Ethics and Anti-Corruption Commission (EACC) chairman Eliud Wabukala yesterday oversaw the handing over ceremony of 11 parcels in Nakuru estimated to be worth Sh780 million.
Recovered property included 2,500 acres belonging to Kenya Agriculture and Livestock Research Organisation (Kalro) in Naivasha, which had been earmarked for research.
EACC records showed that the land worth nearly Sh460 million was surrendered by a former civil servant.
Kalro Director Eliud Kiplimo, who received the land’s new title deed, said they were still fighting to recover grabbed land worth billions of shillings.
“Land meant for research, valued at Sh10 billion in Naivasha alone, is in private hands.
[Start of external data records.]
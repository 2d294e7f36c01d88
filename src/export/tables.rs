//! CSV bundle: match totals, per-set stats, point-by-point

use std::path::Path;

use crate::scoring::{Player, PlayerStats};

use super::snapshot::MatchSnapshot;
use super::ExportError;

const STAT_COLUMNS: [&str; 25] = [
    "FirstServIn",
    "FirstServAtt",
    "FirstPtsWon",
    "SecondServIn",
    "SecondServAtt",
    "SecondPtsWon",
    "Aces1",
    "Aces2",
    "SrvW1",
    "SrvW2",
    "DF",
    "RetWonV1",
    "RetWonV2",
    "RetW",
    "RetUE",
    "RetFE",
    "RallyW",
    "UE",
    "FEdrawn",
    "NetWon",
    "NetTot",
    "BPWon",
    "BPTot",
    "PtsWon",
    "PtsPlayed",
];

const POINT_COLUMNS: [&str; 12] = [
    "Idx", "Set", "Game", "TB", "Server", "ServeType", "Winner", "BP", "GP", "SP", "MP", "Event",
];

fn stat_values(s: &PlayerStats) -> [u32; 25] {
    [
        s.first_serves_in,
        s.first_serves_attempted,
        s.points_won_on_first_serve,
        s.second_serves_in,
        s.second_serves_attempted,
        s.points_won_on_second_serve,
        s.aces_first,
        s.aces_second,
        s.service_winners_first,
        s.service_winners_second,
        s.double_faults,
        s.return_points_won_vs_first,
        s.return_points_won_vs_second,
        s.return_winners,
        s.return_unforced_errors,
        s.return_forced_errors,
        s.rally_winners,
        s.unforced_errors,
        s.forced_errors_drawn,
        s.net_points_won,
        s.net_points_total,
        s.break_points_won,
        s.break_points_total,
        s.points_won,
        s.points_played,
    ]
}

fn yes_no(flag: bool) -> &'static str {
    if flag {
        "Y"
    } else {
        "N"
    }
}

fn open(path: &Path) -> Result<csv::Writer<std::fs::File>, ExportError> {
    csv::Writer::from_path(path).map_err(|source| ExportError::Csv {
        path: path.to_path_buf(),
        source,
    })
}

fn csv_err(path: &Path) -> impl Fn(csv::Error) -> ExportError + '_ {
    move |source| ExportError::Csv {
        path: path.to_path_buf(),
        source,
    }
}

/// One row per player with match totals
pub fn write_match_totals(snapshot: &MatchSnapshot<'_>, path: &Path) -> Result<(), ExportError> {
    let mut writer = open(path)?;
    let header = std::iter::once("Player").chain(STAT_COLUMNS);
    writer.write_record(header).map_err(csv_err(path))?;
    for player in Player::BOTH {
        let values = stat_values(&snapshot.match_stats[player.index()]).map(|v| v.to_string());
        let row = std::iter::once(snapshot.name(player).to_string()).chain(values);
        writer.write_record(row).map_err(csv_err(path))?;
    }
    writer.flush().map_err(|source| ExportError::io(path, source))
}

/// Two rows per set slot with points played
pub fn write_per_set_stats(snapshot: &MatchSnapshot<'_>, path: &Path) -> Result<(), ExportError> {
    let mut writer = open(path)?;
    let header = ["Set", "Player"].into_iter().chain(STAT_COLUMNS);
    writer.write_record(header).map_err(csv_err(path))?;
    for (i, pair) in snapshot.set_stats.iter().enumerate() {
        for player in Player::BOTH {
            let values = stat_values(&pair[player.index()]).map(|v| v.to_string());
            let row = [(i + 1).to_string(), snapshot.name(player).to_string()]
                .into_iter()
                .chain(values);
            writer.write_record(row).map_err(csv_err(path))?;
        }
    }
    writer.flush().map_err(|source| ExportError::io(path, source))
}

/// The point log, 1-based indices
pub fn write_points(snapshot: &MatchSnapshot<'_>, path: &Path) -> Result<(), ExportError> {
    let mut writer = open(path)?;
    writer.write_record(POINT_COLUMNS).map_err(csv_err(path))?;
    for entry in snapshot.log {
        let flags = &entry.significance;
        writer
            .write_record([
                (entry.index + 1).to_string(),
                (entry.set_index + 1).to_string(),
                (entry.game_index + 1).to_string(),
                yes_no(entry.in_tiebreak).to_string(),
                entry.server.label().to_string(),
                entry.serve_type.label().to_string(),
                entry.winner.label().to_string(),
                yes_no(flags.break_point).to_string(),
                yes_no(flags.game_point).to_string(),
                yes_no(flags.set_point).to_string(),
                yes_no(flags.match_point).to_string(),
                entry.description.clone(),
            ])
            .map_err(csv_err(path))?;
    }
    writer.flush().map_err(|source| ExportError::io(path, source))
}
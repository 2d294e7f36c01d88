//! Small shared helpers

pub mod ratio;
pub mod time;
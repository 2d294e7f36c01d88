//! Match format parameters and the fixed presets offered before a match

use serde::{Deserialize, Serialize};

use super::MatchError;

/// How the match is decided when sets are split one-all
#[derive(Debug, Clone, Copy, PartialEq, Eq, Serialize, Deserialize)]
#[serde(rename_all = "snake_case")]
pub enum DeciderKind {
    /// A full third set, with its own set tiebreak
    RegularThirdSet,
    /// A single tiebreak to `decider_tiebreak_points` instead of a third set
    MatchTiebreak10,
}

/// The three formats the tracker offers
#[derive(Debug, Clone, Copy, PartialEq, Eq, Serialize, Deserialize)]
#[serde(rename_all = "snake_case")]
pub enum FormatPreset {
    /// Best-of-3 full sets to 6, TB7 at 6-6
    BestOfThree,
    /// Best-of-3 to 6, TB7 at 6-6, match TB10 instead of a third set
    BestOfThreeMatchTiebreak,
    /// Best-of-3 short sets to 4, TB7 at 4-4
    ShortSets,
}

impl FormatPreset {
    /// Map a 1-based menu choice to a preset
    pub fn from_choice(choice: u8) -> Result<Self, MatchError> {
        match choice {
            1 => Ok(Self::BestOfThree),
            2 => Ok(Self::BestOfThreeMatchTiebreak),
            3 => Ok(Self::ShortSets),
            other => Err(MatchError::InvalidPresetChoice(other)),
        }
    }

    pub fn description(self) -> &'static str {
        match self {
            Self::BestOfThree => "Best-of-3 full sets (to 6, TB7 at 6-6)",
            Self::BestOfThreeMatchTiebreak => "Best-of-3 with match TB10 instead of 3rd set",
            Self::ShortSets => "Best-of-3 short sets to 4 (TB7 at 4-4)",
        }
    }
}

impl Default for FormatPreset {
    fn default() -> Self {
        Self::BestOfThree
    }
}

/// Static format parameters, fixed once the match starts
#[derive(Debug, Clone, Copy, PartialEq, Eq, Serialize, Deserialize)]
pub struct FormatConfig {
    /// Games needed to take a set (with a two-game lead)
    pub games_to_win_set: u32,
    /// Game count at which both players tied enter a set tiebreak
    pub tiebreak_at_games: u32,
    /// Target points of a set tiebreak, win by 2
    pub set_tiebreak_points: u32,
    pub decider: DeciderKind,
    /// Target points of the match tiebreak, win by 2
    pub decider_tiebreak_points: u32,
    pub best_of_sets: u32,
}

impl FormatConfig {
    pub fn for_preset(preset: FormatPreset) -> Self {
        match preset {
            FormatPreset::BestOfThree => Self {
                games_to_win_set: 6,
                tiebreak_at_games: 6,
                set_tiebreak_points: 7,
                decider: DeciderKind::RegularThirdSet,
                decider_tiebreak_points: 10,
                best_of_sets: 3,
            },
            FormatPreset::BestOfThreeMatchTiebreak => Self {
                games_to_win_set: 6,
                tiebreak_at_games: 6,
                set_tiebreak_points: 7,
                decider: DeciderKind::MatchTiebreak10,
                decider_tiebreak_points: 10,
                best_of_sets: 3,
            },
            FormatPreset::ShortSets => Self {
                games_to_win_set: 4,
                tiebreak_at_games: 4,
                set_tiebreak_points: 7,
                decider: DeciderKind::RegularThirdSet,
                decider_tiebreak_points: 10,
                best_of_sets: 3,
            },
        }
    }

    /// Sets a player needs to win the match
    pub fn sets_to_win(&self) -> u32 {
        self.best_of_sets / 2 + 1
    }

    /// True when `games` against `opponent_games` closes a regular set
    pub fn set_won_with(&self, games: u32, opponent_games: u32) -> bool {
        games >= self.games_to_win_set && games >= opponent_games + 2
    }
}

impl Default for FormatConfig {
    fn default() -> Self {
        Self::for_preset(FormatPreset::default())
    }
}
We have 26 land cases in court, with 400 acres still under threat from grabbers.”
EACC Deputy CEO Michael Mubea said they would ensure all Kalro land, including 28 acres in Tigoni, was repossessed. The Tigoni land was used for potato research before illegally exchanging hands, Dr Kiplimo said.
Two parcels worth Sh60 million, in the outskirts of Nakuru town, and which belonged to the Department of Survey before being grabbed, were repossessed and new title deeds issued to the Ministry of Lands.
The anti-graft agency also repossessed a prime parcel worth Sh150 million in the heart of Nakuru town.
EACC Chief Executive Officer Twalib Mbarak said they stopped the land’s transfer to a private developer after being alerted by the Postal Corporation of Kenya (PCK).
The developer had fenced off the land and converted it to a private car park.
The new land title was handed to PCK Central Rift Regional Manager Moses Nyaga. The EACC officials also handed over four title deeds to the county government.
A civil servants’ quarters in Ngei Estate with three houses valued at between Sh13 million and Sh35 million was among the property recovered.
The house had been allocated different owners, including top civil servants who served under the two previous administrations.
Mubea said while a legal process was used to recover property, no action would be taken against those who voluntarily surrendered such.
“We have opted to use the alternative dispute resolution to resolve some corruption cases because the court process is sometimes slow and cumbersome,” he said.
Dr Wabukala said he supported proposed changes to the Anti-Corruption and Economic Crimes Act that would see the guilty jailed for life.
“If there is a life sentence in hell, why can’t we have a life sentence here on earth? I hope MPs will do the right thing and amend that Act,” he said.